I recently took Andrew’s course on the Tibetan Book of the Dead, however mysticism and spiritual practice are not new to me. I have been meditating for a decade and in the past five years have intensely explored on a very intellectual level yogic practices of many different lineages. However this past year I have finally begun to experience embodied understandings of these teachings, much of which has to do with my recent decision to explore the realm of psychedelics, which I am now realizing takes the normal progress of spiritual practice into hyper speed, and last night I had an experience that I am tempted to define as “too much too soon”, but also I am trying to ensure myself that the universe wouldn’t give me anything I couldn’t handle.

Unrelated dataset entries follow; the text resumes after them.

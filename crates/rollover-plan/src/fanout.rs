//! Fanout: one planning run from notification to queued tasks.

use std::sync::Arc;

use rollover_core::{BuildNotification, RolloutPlan};
use thiserror::Error;
use tracing::{debug, info};

use crate::dispatcher::{DispatchError, DispatchReceipt, Dispatcher};
use crate::planner::{PlanError, plan};
use crate::source::{CatalogSource, SourceError, TargetRegistry};

#[derive(Debug, Error)]
pub enum FanoutError {
    #[error(transparent)]
    Source(#[from] SourceError),
    #[error(transparent)]
    Plan(#[from] PlanError),
    #[error(transparent)]
    Dispatch(#[from] DispatchError),
}

/// What a successful run produced.
#[derive(Debug, Clone, PartialEq, Eq)]
pub struct FanoutReport {
    pub plan: RolloutPlan,
    pub receipts: Vec<DispatchReceipt>,
}

/// Wires the sources, the planner and the dispatcher for one account scope.
pub struct Fanout {
    catalog: Arc<dyn CatalogSource>,
    registry: Arc<dyn TargetRegistry>,
    dispatcher: Dispatcher,
    scope: String,
}

impl Fanout {
    pub fn new(
        catalog: Arc<dyn CatalogSource>,
        registry: Arc<dyn TargetRegistry>,
        dispatcher: Dispatcher,
        scope: impl Into<String>,
    ) -> Self {
        Self {
            catalog,
            registry,
            dispatcher,
            scope: scope.into(),
        }
    }

    /// Plan and dispatch the rollout for `notification`.
    ///
    /// Nothing is published unless the whole plan resolves.
    pub async fn run(&self, notification: &BuildNotification) -> Result<FanoutReport, FanoutError> {
        let filter = notification.filter();
        info!(build_type = %notification.build_type, "parse event");

        let catalog = self.catalog.resolve_catalog().await?;
        for (name, ami) in catalog.iter() {
            debug!(%name, %ami, "catalog image");
        }

        let targets = self.registry.list_targets(&self.scope).await?;
        debug!(scope = %self.scope, targets = targets.len(), "targets listed");

        let plan = plan(&catalog, targets, &filter)?;
        let receipts = self.dispatcher.dispatch(&plan).await?;

        info!(
            group = %self.dispatcher.group_key(),
            queued = receipts.len(),
            "fanout complete"
        );
        Ok(FanoutReport { plan, receipts })
    }
}
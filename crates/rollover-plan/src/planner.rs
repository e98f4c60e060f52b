//! Rollout planner: which groups get which image, in which order.
//!
//! Targets are filtered by the notification's image type, ordered by
//! ascending priority and resolved against the catalog. Ties keep the
//! registry's listing order (the sort is stable). A target without a
//! configured order sorts after every target that has one.

use rollover_core::{ImageFilter, RolloutPlan, RolloutPlanEntry, RolloutTarget};
use thiserror::Error;
use tracing::{debug, info};

use crate::catalog::ImageCatalog;

#[derive(Debug, Error, PartialEq, Eq)]
pub enum PlanError {
    #[error("unable to find AMI of type {image_type} for ASG {arn}")]
    MissingImage { image_type: String, arn: String },
}

/// Build the rollout plan for one notification.
///
/// Either every selected target resolves to an image or the whole plan is
/// rejected. An empty plan is not an error.
pub fn plan(
    catalog: &ImageCatalog,
    targets: Vec<RolloutTarget>,
    filter: &ImageFilter,
) -> Result<RolloutPlan, PlanError> {
    let mut selected: Vec<RolloutTarget> = targets
        .into_iter()
        .filter(|target| {
            let keep = filter.matches(&target.image_type);
            if !keep {
                debug!(arn = %target.arn, ami_type = %target.image_type, "skipping");
            }
            keep
        })
        .collect();

    selected.sort_by_key(RolloutTarget::effective_priority);

    let entries = selected
        .into_iter()
        .map(|target| match catalog.get(&target.image_type) {
            Some(ami) => Ok(RolloutPlanEntry {
                arn: target.arn,
                ami: ami.to_string(),
            }),
            None => Err(PlanError::MissingImage {
                image_type: target.image_type,
                arn: target.arn,
            }),
        })
        .collect::<Result<Vec<_>, _>>()?;

    info!(%filter, steps = entries.len(), "rollout planned");
    Ok(RolloutPlan { entries })
}
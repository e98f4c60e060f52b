//! rollover-state: embedded state store for Rollover.
//!
//! Backed by [redb](https://docs.rs/redb). Holds everything the rollout
//! reads or writes outside the core when running without cloud services:
//!
//! - **KV documents**: the packer manifest and per-account target records.
//! - **Task queue**: refresh tasks, FIFO per message group.
//! - **Control-plane records**: groups, launch template versions, and
//!   instance refreshes for the local control plane.
//!
//! Structured records are JSON-serialized into `&[u8]` value columns. Keys
//! are strings; queue keys are `{group}:{sequence}` with a zero-padded
//! sequence so lexicographic order is publish order.
//!
//! The `StateStore` is `Clone` + `Send` + `Sync` (backed by `Arc<Database>`).

pub mod error;
pub mod store;
pub mod tables;
pub mod types;

pub use error::{StateError, StateResult};
pub use store::StateStore;
pub use types::*;
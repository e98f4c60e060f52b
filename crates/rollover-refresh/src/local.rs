//! Control plane over the embedded state store.
//!
//! Groups and launch templates are read from the store. Instance refreshes
//! are simulated: each describe call returns the recorded status and then
//! moves the refresh one step forward (`Pending` → `InProgress` in
//! `step`-percent increments → `Successful`).

use rollover_state::{LaunchTemplateVersion, RefreshRecord, StateStore};
use tracing::debug;

use crate::BoxFuture;
use crate::control::{ControlPlane, ControlPlaneError, GroupDescription};
use crate::status::{RefreshDescription, RefreshState};

/// Key of the image id inside launch template data.
const IMAGE_ID: &str = "image_id";

#[derive(Clone)]
pub struct LocalControlPlane {
    store: StateStore,
    step: u8,
}

impl LocalControlPlane {
    pub fn new(store: StateStore) -> Self {
        Self { store, step: 25 }
    }

    /// Progress added per describe call. Clamped to `1..=100`.
    pub fn with_step(mut self, step: u8) -> Self {
        self.step = step.clamp(1, 100);
        self
    }

    fn create_version(&self, template_id: &str, image_id: &str) -> Result<u64, ControlPlaneError> {
        let mut template = self
            .store
            .get_launch_template(template_id)?
            .ok_or_else(|| ControlPlaneError::NotFound(format!("launch template {template_id}")))?;

        let (number, mut data) = match template.latest() {
            Some(latest) => (latest.number + 1, latest.data.clone()),
            None => (1, serde_json::Map::new()),
        };
        data.insert(IMAGE_ID.to_string(), image_id.into());
        template.versions.push(LaunchTemplateVersion { number, data });
        self.store.put_launch_template(&template)?;

        debug!(template = %template_id, version = number, %image_id, "launch template version created");
        Ok(number)
    }

    fn start_refresh(&self, group_name: &str) -> Result<String, ControlPlaneError> {
        if self.store.get_group(group_name)?.is_none() {
            return Err(ControlPlaneError::NotFound(format!("group {group_name}")));
        }
        let active = self
            .store
            .list_refreshes(group_name)?
            .into_iter()
            .find(|r| is_active(&r.status));
        if let Some(active) = active {
            return Err(ControlPlaneError::Rejected(format!(
                "an instance refresh is already in progress for {group_name} ({})",
                active.id
            )));
        }

        let id = self.store.next_refresh_id()?;
        self.store.put_refresh(&RefreshRecord {
            id: id.clone(),
            group_name: group_name.to_string(),
            status: RefreshState::PENDING.to_string(),
            percent_complete: 0,
            status_reason: None,
            started_at: epoch_secs(),
        })?;
        Ok(id)
    }

    fn describe_refresh(
        &self,
        group_name: &str,
        refresh_id: &str,
    ) -> Result<RefreshDescription, ControlPlaneError> {
        let mut record = self
            .store
            .get_refresh(group_name, refresh_id)?
            .ok_or_else(|| ControlPlaneError::NotFound(format!("instance refresh {refresh_id}")))?;

        let desc = RefreshDescription {
            status: record.status.clone(),
            percent_complete: record.percent_complete,
            status_reason: record.status_reason.clone(),
        };

        if self.advance(&mut record) {
            self.store.put_refresh(&record)?;
        }
        Ok(desc)
    }

    /// Move a simulated refresh one step. Returns whether it changed.
    fn advance(&self, record: &mut RefreshRecord) -> bool {
        match record.status.as_str() {
            RefreshState::PENDING => {
                record.status = RefreshState::IN_PROGRESS.to_string();
                record.percent_complete = self.step.min(100);
            }
            RefreshState::IN_PROGRESS => {
                record.percent_complete = record.percent_complete.saturating_add(self.step).min(100);
            }
            _ => return false,
        }
        if record.percent_complete >= 100 {
            record.status = RefreshState::SUCCESSFUL.to_string();
        }
        true
    }
}

fn is_active(status: &str) -> bool {
    matches!(
        status,
        RefreshState::PENDING | RefreshState::IN_PROGRESS | RefreshState::CANCELLING
    )
}

fn epoch_secs() -> u64 {
    std::time::SystemTime::now()
        .duration_since(std::time::UNIX_EPOCH)
        .unwrap_or_default()
        .as_secs()
}

impl ControlPlane for LocalControlPlane {
    fn describe_group<'a>(
        &'a self,
        name: &'a str,
    ) -> BoxFuture<'a, Result<Option<GroupDescription>, ControlPlaneError>> {
        Box::pin(async move {
            Ok(self.store.get_group(name)?.map(|g| GroupDescription {
                name: g.name,
                launch_template_id: g.launch_template_id,
            }))
        })
    }

    fn create_launch_template_version<'a>(
        &'a self,
        template_id: &'a str,
        image_id: &'a str,
    ) -> BoxFuture<'a, Result<u64, ControlPlaneError>> {
        Box::pin(async move { self.create_version(template_id, image_id) })
    }

    fn start_instance_refresh<'a>(
        &'a self,
        group_name: &'a str,
    ) -> BoxFuture<'a, Result<String, ControlPlaneError>> {
        Box::pin(async move { self.start_refresh(group_name) })
    }

    fn describe_instance_refresh<'a>(
        &'a self,
        group_name: &'a str,
        refresh_id: &'a str,
    ) -> BoxFuture<'a, Result<RefreshDescription, ControlPlaneError>> {
        Box::pin(async move { self.describe_refresh(group_name, refresh_id) })
    }
}
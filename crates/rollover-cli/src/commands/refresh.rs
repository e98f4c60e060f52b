use std::sync::Arc;

use anyhow::{Context, anyhow};
use rollover_core::config::parse_duration;
use rollover_core::{RefreshTask, RolloverConfig};
use rollover_plan::StoreChannel;
use rollover_refresh::{
    Clock, CoordinatorConfig, Deadline, LocalControlPlane, RefreshCoordinator, RefreshOutcome,
    SystemClock,
};
use rollover_state::StateStore;
use tracing::{error, info, warn};

pub async fn run(
    config: &RolloverConfig,
    task: Option<&str>,
    timeout: Option<&str>,
) -> anyhow::Result<()> {
    let clock = Arc::new(SystemClock);
    let budget = match timeout {
        Some(t) => parse_duration(t).ok_or_else(|| anyhow!("invalid --timeout {t:?}"))?,
        None => config.refresh.invocation_timeout()?,
    };
    let deadline = Deadline::from_budget(clock.now(), budget, config.refresh.safety_margin()?)
        .ok_or_else(|| anyhow!("invocation budget {budget:?} is too large"))?;

    let store = super::open_store(&config.state)?;
    let task: RefreshTask = match task {
        Some(body) => serde_json::from_str(body).context("unable to parse task")?,
        None => match next_task(config, &store)? {
            Some(task) => task,
            None => {
                println!("No task queued on {}", config.fanout.queue);
                return Ok(());
            }
        },
    };

    let coordinator = RefreshCoordinator::new(
        Arc::new(LocalControlPlane::new(store)),
        clock,
        CoordinatorConfig::from_config(&config.refresh)?,
    );

    let outcome = match coordinator.refresh(&task, deadline).await {
        Ok(outcome) => outcome,
        Err(e) => {
            error!(arn = %task.arn, ami = %task.ami, error = %e, "refresh failed");
            return Err(e).with_context(|| format!("refresh of {} failed", task.arn));
        }
    };

    match outcome {
        RefreshOutcome::Completed { refresh_id } => {
            println!("✓ {} now runs {} ({refresh_id})", task.arn, task.ami);
        }
        RefreshOutcome::TimedOutStillRunning { refresh_id } => {
            warn!(arn = %task.arn, %refresh_id, budget = ?budget, "stopped polling before the refresh finished");
            println!("… {} still refreshing to {} ({refresh_id})", task.arn, task.ami);
        }
    }
    Ok(())
}

/// Pop the next task of the plan group.
fn next_task(config: &RolloverConfig, store: &StateStore) -> anyhow::Result<Option<RefreshTask>> {
    let channel = StoreChannel::new(store.clone(), &config.fanout.queue);
    let Some(message) = channel.receive(&config.fanout.group_key)? else {
        return Ok(None);
    };
    info!(id = %message.id, data = %message.body, "task received");
    let task = serde_json::from_str(&message.body)
        .with_context(|| format!("unable to parse task message {}", message.id))?;
    Ok(Some(task))
}
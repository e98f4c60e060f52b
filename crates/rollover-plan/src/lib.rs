//! Rollover planning: turns a build notification into ordered refresh tasks.
//!
//! # Components
//!
//! - **`catalog`**: image name → normalized AMI id, built from the packer manifest
//! - **`source`**: read-only catalog and target registry interfaces, plus the store-backed implementation
//! - **`planner`**: filter, order and resolve targets into a `RolloutPlan`
//! - **`dispatcher`**: publish a plan onto one ordered message group
//! - **`fanout`**: one planning run end to end
//!
//! ```text
//! BuildNotification ─► CatalogSource ─┐
//!                      TargetRegistry ─┼─► plan() ─► Dispatcher ─► TaskChannel
//! ```
//!
//! Planning is all-or-nothing: a target whose image type has no build in
//! the catalog aborts the run before anything is published.

use std::future::Future;
use std::pin::Pin;

pub mod catalog;
pub mod dispatcher;
pub mod fanout;
pub mod planner;
pub mod source;

pub use catalog::{ImageCatalog, normalize_image_id};
pub use dispatcher::{ChannelError, DispatchError, DispatchReceipt, Dispatcher, StoreChannel, TaskChannel};
pub use fanout::{Fanout, FanoutError, FanoutReport};
pub use planner::{PlanError, plan};
pub use source::{CatalogSource, SourceError, StoreSource, TargetRegistry};

/// Boxed future returned by the source and channel traits.
pub type BoxFuture<'a, T> = Pin<Box<dyn Future<Output = T> + Send + 'a>>;
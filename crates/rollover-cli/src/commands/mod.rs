pub mod plan;
pub mod queue;
pub mod refresh;

use anyhow::Context;
use rollover_core::RolloverConfig;
use rollover_core::config::StateConfig;
use rollover_state::StateStore;
use tracing::debug;

/// Store file inside `state.data_dir`.
pub const STORE_FILE: &str = "rollover.redb";

pub fn open_store(state: &StateConfig) -> anyhow::Result<StateStore> {
    std::fs::create_dir_all(&state.data_dir)
        .with_context(|| format!("unable to create {}", state.data_dir.display()))?;
    let path = state.data_dir.join(STORE_FILE);
    let store = StateStore::open(&path)
        .with_context(|| format!("unable to open state store {}", path.display()))?;
    debug!(path = %path.display(), "state store ready");
    Ok(store)
}

pub fn show_config(config: &RolloverConfig) -> anyhow::Result<()> {
    print!("{}", config.to_toml_string()?);
    Ok(())
}
impl RefreshCoordinator {
    pub fn new(control: Arc<dyn ControlPlane>, clock: Arc<dyn Clock>, config: CoordinatorConfig) -> Self {
        Self {
            control,
            clock,
            config,
        }
    }

    /// Point the task's group at the task's image and refresh its instances.
    pub async fn refresh(
        &self,
        task: &RefreshTask,
        deadline: Deadline,
    ) -> Result<RefreshOutcome, RefreshError> {
        let arn = GroupArn::parse(&task.arn)?;
        let group_name = arn.name;
        info!(group = %group_name, ami = %task.ami, "refresh requested");

        let group = self
            .control
            .describe_group(&group_name)
            .await
            .map_err(|source| RefreshError::ControlPlane {
                action: "describe autoscaling group",
                source,
            })?
            .ok_or_else(|| RefreshError::GroupNotFound(group_name.clone()))?;
        let template_id = group
            .launch_template_id
            .ok_or_else(|| RefreshError::NoLaunchTemplate(group_name.clone()))?;

        let version = self
            .control
            .create_launch_template_version(&template_id, &task.ami)
            .await
            .map_err(|source| RefreshError::ControlPlane {
                action: "create launch template version",
                source,
            })?;
        info!(group = %group_name, template = %template_id, version, ami = %task.ami, "launch template version created");

        let refresh_id = self
            .control
            .start_instance_refresh(&group_name)
            .await
            .map_err(|source| RefreshError::ControlPlane {
                action: "start instance refresh",
                source,
            })?;
        info!(group = %group_name, %refresh_id, "instance refresh started");

        self.poll(&group_name, refresh_id, deadline).await
    }

    async fn poll(
        &self,
        group_name: &str,
        refresh_id: String,
        deadline: Deadline,
    ) -> Result<RefreshOutcome, RefreshError> {
        loop {
            if deadline.is_exceeded(self.clock.now()) {
                warn!(group = %group_name, %refresh_id, "deadline reached, instance refresh still running");
                return Ok(RefreshOutcome::TimedOutStillRunning { refresh_id });
            }

            let desc = self
                .control
                .describe_instance_refresh(group_name, &refresh_id)
                .await
                .map_err(|source| RefreshError::ControlPlane {
                    action: "describe instance refresh",
                    source,
                })?;

            let wait = match RefreshState::try_from(&desc)? {
                RefreshState::Pending => {
                    debug!(group = %group_name, %refresh_id, "instance refresh pending");
                    self.config.pending_interval
                }
                RefreshState::InProgress(percent) => {
                    info!(group = %group_name, %refresh_id, percent, "instance refresh in progress");
                    self.config.progress_interval
                }
                RefreshState::Succeeded => {
                    info!(group = %group_name, %refresh_id, "instance refresh complete");
                    return Ok(RefreshOutcome::Completed { refresh_id });
                }
                RefreshState::Failed(reason) => return Err(RefreshError::Failed(reason)),
                RefreshState::Cancelled(reason) => return Err(RefreshError::Cancelled(reason)),
            };

            let wait = wait.min(deadline.remaining(self.clock.now()));
            self.clock.sleep(wait).await;
        }
    }
}

#[cfg(test)]
mod tests {
    use super::*;
    use crate::BoxFuture;
    use crate::control::GroupDescription;
    use crate::status::RefreshDescription;
    use std::collections::VecDeque;
    use std::sync::Mutex;
    use std::time::Instant;

    const WEB_ARN: &str = "arn:aws:autoscaling:us-east-1:123456789012:autoScalingGroup:6d3c1a2e-0000-4b7f-9c1d-2f1e0a9b8c7d:autoScalingGroupName/web-prod";

    /// Advances virtual time on every sleep.
    struct FakeClock {
        now: Mutex<Instant>,
        sleeps: Mutex<Vec<Duration>>,
    }

    impl FakeClock {
        fn new() -> Self {
            Self {
                now: Mutex::new(Instant::now()),
                sleeps: Mutex::new(Vec::new()),
            }
        }

        fn sleeps(&self) -> Vec<Duration> {
            self.sleeps.lock().unwrap().clone()
        }
    }

    impl Clock for FakeClock {
        fn now(&self) -> Instant {
            *self.now.lock().unwrap()
        }

        fn sleep(&self, duration: Duration) -> BoxFuture<'_, ()> {
            *self.now.lock().unwrap() += duration;
            self.sleeps.lock().unwrap().push(duration);
            Box::pin(async {})
        }
    }

    /// Scripted control plane. The last describe response repeats.
    #[derive(Default)]
    struct FakeControlPlane {
        group: Option<GroupDescription>,
        responses: Mutex<VecDeque<RefreshDescription>>,
        describe_error: bool,
        created: Mutex<Vec<(String, String)>>,
        started: Mutex<Vec<String>>,
        describes: Mutex<usize>,
    }

    impl FakeControlPlane {
        fn with_group(responses: Vec<RefreshDescription>) -> Self {
            Self {
                group: Some(GroupDescription {
                    name: "web-prod".to_string(),
                    launch_template_id: Some("lt-0123".to_string()),
                }),
                responses: Mutex::new(responses.into()),
                ..Default::default()
            }
        }

        fn describes(&self) -> usize {
            *self.describes.lock().unwrap()
        }
    }

    impl ControlPlane for FakeControlPlane {
        fn describe_group<'a>(
            &'a self,
            name: &'a str,
        ) -> BoxFuture<'a, Result<Option<GroupDescription>, ControlPlaneError>> {
            Box::pin(async move { Ok(self.group.clone().filter(|g| g.name == name)) })
        }

        fn create_launch_template_version<'a>(
            &'a self,
            template_id: &'a str,
            image_id: &'a str,
        ) -> BoxFuture<'a, Result<u64, ControlPlaneError>> {
            Box::pin(async move {
                let mut created = self.created.lock().unwrap();
                created.push((template_id.to_string(), image_id.to_string()));
                Ok(created.len() as u64 + 1)
            })
        }

        fn start_instance_refresh<'a>(
            &'a self,
            group_name: &'a str,
        ) -> BoxFuture<'a, Result<String, ControlPlaneError>> {
            Box::pin(async move {
                self.started.lock().unwrap().push(group_name.to_string());
                Ok("refresh-1".to_string())
            })
        }

        fn describe_instance_refresh<'a>(
            &'a self,
            _group_name: &'a str,
            _refresh_id: &'a str,
        ) -> BoxFuture<'a, Result<RefreshDescription, ControlPlaneError>> {
            Box::pin(async move {
                *self.describes.lock().unwrap() += 1;
                if self.describe_error {
                    return Err(ControlPlaneError::Rejected("throttled".to_string()));
                }
                let mut responses = self.responses.lock().unwrap();
                if responses.len() > 1 {
                    Ok(responses.pop_front().unwrap())
                } else {
                    Ok(responses.front().cloned().unwrap())
                }
            })
        }
    }

    fn task() -> RefreshTask {
        RefreshTask {
            arn: WEB_ARN.to_string(),
            ami: "ami-2".to_string(),
        }
    }

    fn coordinator(control: Arc<FakeControlPlane>, clock: Arc<FakeClock>) -> RefreshCoordinator {
        RefreshCoordinator::new(control, clock, CoordinatorConfig::default())
    }

    fn far_deadline(clock: &FakeClock) -> Deadline {
        Deadline::from_budget(clock.now(), Duration::from_secs(3600), Duration::from_millis(100)).unwrap()
    }

    #[tokio::test]
    async fn completes_after_pending_and_progress() {
        let control = Arc::new(FakeControlPlane::with_group(vec![
            RefreshDescription::new("Pending"),
            RefreshDescription::new("InProgress").with_percent(50),
            RefreshDescription::new("Successful"),
        ]));
        let clock = Arc::new(FakeClock::new());
        let deadline = far_deadline(&clock);

        let outcome = coordinator(control.clone(), clock.clone())
            .refresh(&task(), deadline)
            .await
            .unwrap();

        assert_eq!(
            outcome,
            RefreshOutcome::Completed {
                refresh_id: "refresh-1".to_string()
            }
        );
        assert_eq!(
            clock.sleeps(),
            vec![Duration::from_secs(15), Duration::from_secs(60)]
        );
        assert_eq!(
            *control.created.lock().unwrap(),
            vec![("lt-0123".to_string(), "ami-2".to_string())]
        );
        assert_eq!(*control.started.lock().unwrap(), vec!["web-prod".to_string()]);
        assert_eq!(control.describes(), 3);
    }

    #[tokio::test]
    async fn failed_refresh_reports_reason_verbatim() {
        let control = Arc::new(FakeControlPlane::with_group(vec![
            RefreshDescription::new("InProgress").with_percent(10),
            RefreshDescription::new("Failed").with_reason("Instances failed to launch"),
        ]));
        let clock = Arc::new(FakeClock::new());
        let deadline = far_deadline(&clock);

        let err = coordinator(control, clock).refresh(&task(), deadline).await.unwrap_err();
        assert!(matches!(err, RefreshError::Failed(ref r) if r == "Instances failed to launch"));
        assert_eq!(err.to_string(), "refresh failed: Instances failed to launch");
    }

    #[tokio::test]
    async fn cancelling_is_an_error() {
        let control = Arc::new(FakeControlPlane::with_group(vec![
            RefreshDescription::new("Cancelling").with_reason("user request"),
        ]));
        let clock = Arc::new(FakeClock::new());
        let deadline = far_deadline(&clock);

        let err = coordinator(control, clock).refresh(&task(), deadline).await.unwrap_err();
        assert_eq!(err.to_string(), "instance refresh cancelled: user request");
    }

    #[tokio::test]
    async fn unknown_status_is_an_error() {
        let control = Arc::new(FakeControlPlane::with_group(vec![RefreshDescription::new(
            "Baking",
        )]));
        let clock = Arc::new(FakeClock::new());
        let deadline = far_deadline(&clock);

        let err = coordinator(control, clock).refresh(&task(), deadline).await.unwrap_err();
        assert!(matches!(err, RefreshError::UnknownStatus(UnknownStatus(ref s)) if s == "Baking"));
    }

    #[tokio::test]
    async fn past_deadline_returns_without_describing() {
        let control = Arc::new(FakeControlPlane::with_group(vec![RefreshDescription::new(
            "Pending",
        )]));
        let clock = Arc::new(FakeClock::new());
        let deadline = Deadline::at(clock.now());

        let outcome = coordinator(control.clone(), clock.clone())
            .refresh(&task(), deadline)
            .await
            .unwrap();

        assert_eq!(
            outcome,
            RefreshOutcome::TimedOutStillRunning {
                refresh_id: "refresh-1".to_string()
            }
        );
        assert_eq!(control.describes(), 0);
        assert!(clock.sleeps().is_empty());
    }

    #[tokio::test]
    async fn waits_are_clamped_to_the_deadline() {
        let control = Arc::new(FakeControlPlane::with_group(vec![
            RefreshDescription::new("InProgress").with_percent(20),
        ]));
        let clock = Arc::new(FakeClock::new());
        let deadline =
            Deadline::from_budget(clock.now(), Duration::from_secs(90), Duration::from_millis(100))
                .unwrap();

        let outcome = coordinator(control.clone(), clock.clone())
            .refresh(&task(), deadline)
            .await
            .unwrap();

        assert!(matches!(outcome, RefreshOutcome::TimedOutStillRunning { .. }));
        assert_eq!(
            clock.sleeps(),
            vec![Duration::from_secs(60), Duration::from_millis(29_900)]
        );
        assert_eq!(control.describes(), 2);
        assert_eq!(clock.now(), deadline.instant());
    }

    #[tokio::test]
    async fn in_progress_never_terminates_on_its_own() {
        let control = Arc::new(FakeControlPlane::with_group(vec![
            RefreshDescription::new("InProgress").with_percent(99),
        ]));
        let clock = Arc::new(FakeClock::new());
        let deadline =
            Deadline::from_budget(clock.now(), Duration::from_secs(600), Duration::ZERO).unwrap();

        let outcome = coordinator(control.clone(), clock).refresh(&task(), deadline).await.unwrap();
        assert!(matches!(outcome, RefreshOutcome::TimedOutStillRunning { .. }));
        assert_eq!(control.describes(), 10);
    }

    #[tokio::test]
    async fn describe_error_is_fatal_and_not_retried() {
        let control = Arc::new(FakeControlPlane {
            describe_error: true,
            ..FakeControlPlane::with_group(Vec::new())
        });
        let clock = Arc::new(FakeClock::new());
        let deadline = far_deadline(&clock);

        let err = coordinator(control.clone(), clock).refresh(&task(), deadline).await.unwrap_err();
        assert!(matches!(err, RefreshError::ControlPlane { action: "describe instance refresh", .. }));
        assert_eq!(control.describes(), 1);
    }

    #[tokio::test]
    async fn malformed_arn_touches_nothing() {
        let control = Arc::new(FakeControlPlane::with_group(Vec::new()));
        let clock = Arc::new(FakeClock::new());
        let deadline = far_deadline(&clock);
        let bad = RefreshTask {
            arn: "not-an-arn".to_string(),
            ami: "ami-2".to_string(),
        };

        let err = coordinator(control.clone(), clock).refresh(&bad, deadline).await.unwrap_err();
        assert!(matches!(err, RefreshError::Arn(_)));
        assert!(control.created.lock().unwrap().is_empty());
        assert!(control.started.lock().unwrap().is_empty());
    }

    #[tokio::test]
    async fn missing_group_is_fatal() {
        let control = Arc::new(FakeControlPlane::default());
        let clock = Arc::new(FakeClock::new());
        let deadline = far_deadline(&clock);

        let err = coordinator(control, clock).refresh(&task(), deadline).await.unwrap_err();
        assert!(matches!(err, RefreshError::GroupNotFound(ref g) if g == "web-prod"));
    }

    #[tokio::test]
    async fn group_without_template_is_fatal() {
        let control = Arc::new(FakeControlPlane {
            group: Some(GroupDescription {
                name: "web-prod".to_string(),
                launch_template_id: None,
            }),
            ..Default::default()
        });
        let clock = Arc::new(FakeClock::new());
        let deadline = far_deadline(&clock);

        let err = coordinator(control.clone(), clock).refresh(&task(), deadline).await.unwrap_err();
        assert!(matches!(err, RefreshError::NoLaunchTemplate(_)));
        assert!(control.started.lock().unwrap().is_empty());
    }

    #[test]
    fn config_from_refresh_section() {
        let section = RefreshConfig {
            pending_interval: "5s".to_string(),
            progress_interval: "2m".to_string(),
            ..Default::default()
        };
        let config = CoordinatorConfig::from_config(&section).unwrap();
        assert_eq!(config.pending_interval, Duration::from_secs(5));
        assert_eq!(config.progress_interval, Duration::from_secs(120));
    }
}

Anyways, to get to it, I have been dabbling in some lucid dreaming practices. I haven’t had any lucid dream experiences yet, however during the day I have been asking myself “Am I dreaming right now?” and I’ve been putting a focus in my meditation practice on open awareness, and have continued to study the teachings of the Tibetan Book of the Dead and am currently reading Luminous Emptiness by Francesca Fremantle. So last night, rather accidentally unfortunately, I ended up journeying into a psychedelic space, and while i was there, I felt the experience of how it is true that we are dying in each moment and that in each moment choose to continue to engage with what we perceive as “reality” but that most of the time, we are making that choice unconsciously, but last night it felt like I was given the opportunity to make that choice consciously - whether to be reborn back into the realm of form. I felt the desire for form, both as an experience of fear of the unknown and also as an experience of wanting to “play” with form. At one point, I felt myself experiencing child consciousness and the phrase that came up for me was “I want to be where the colors are”. I also experienced my identity as Jewish as a “robe” that I could take off or on at will. Finally, I felt like I truly understand now that death is an illusion because I felt that continuation of awareness even when my body and ego and narratives faded into the background. They weren’t gone completely, but they didn’t seem so solid. There seemed a lot more freedom suddenly to “choose the narrative” I wanted to come back with as well as the choice to abandon all narratives, although I’ll be honest that choice seemed frightening and I ultimately didn’t make it.

Coming out of it, I feel “dizzy”. Suddenly I’m hyper aware of the “simulation” and am quite honestly ready to feel “normal” again. I want to engage with these teachings and have these experiences, but I also don’t want to dive into madness.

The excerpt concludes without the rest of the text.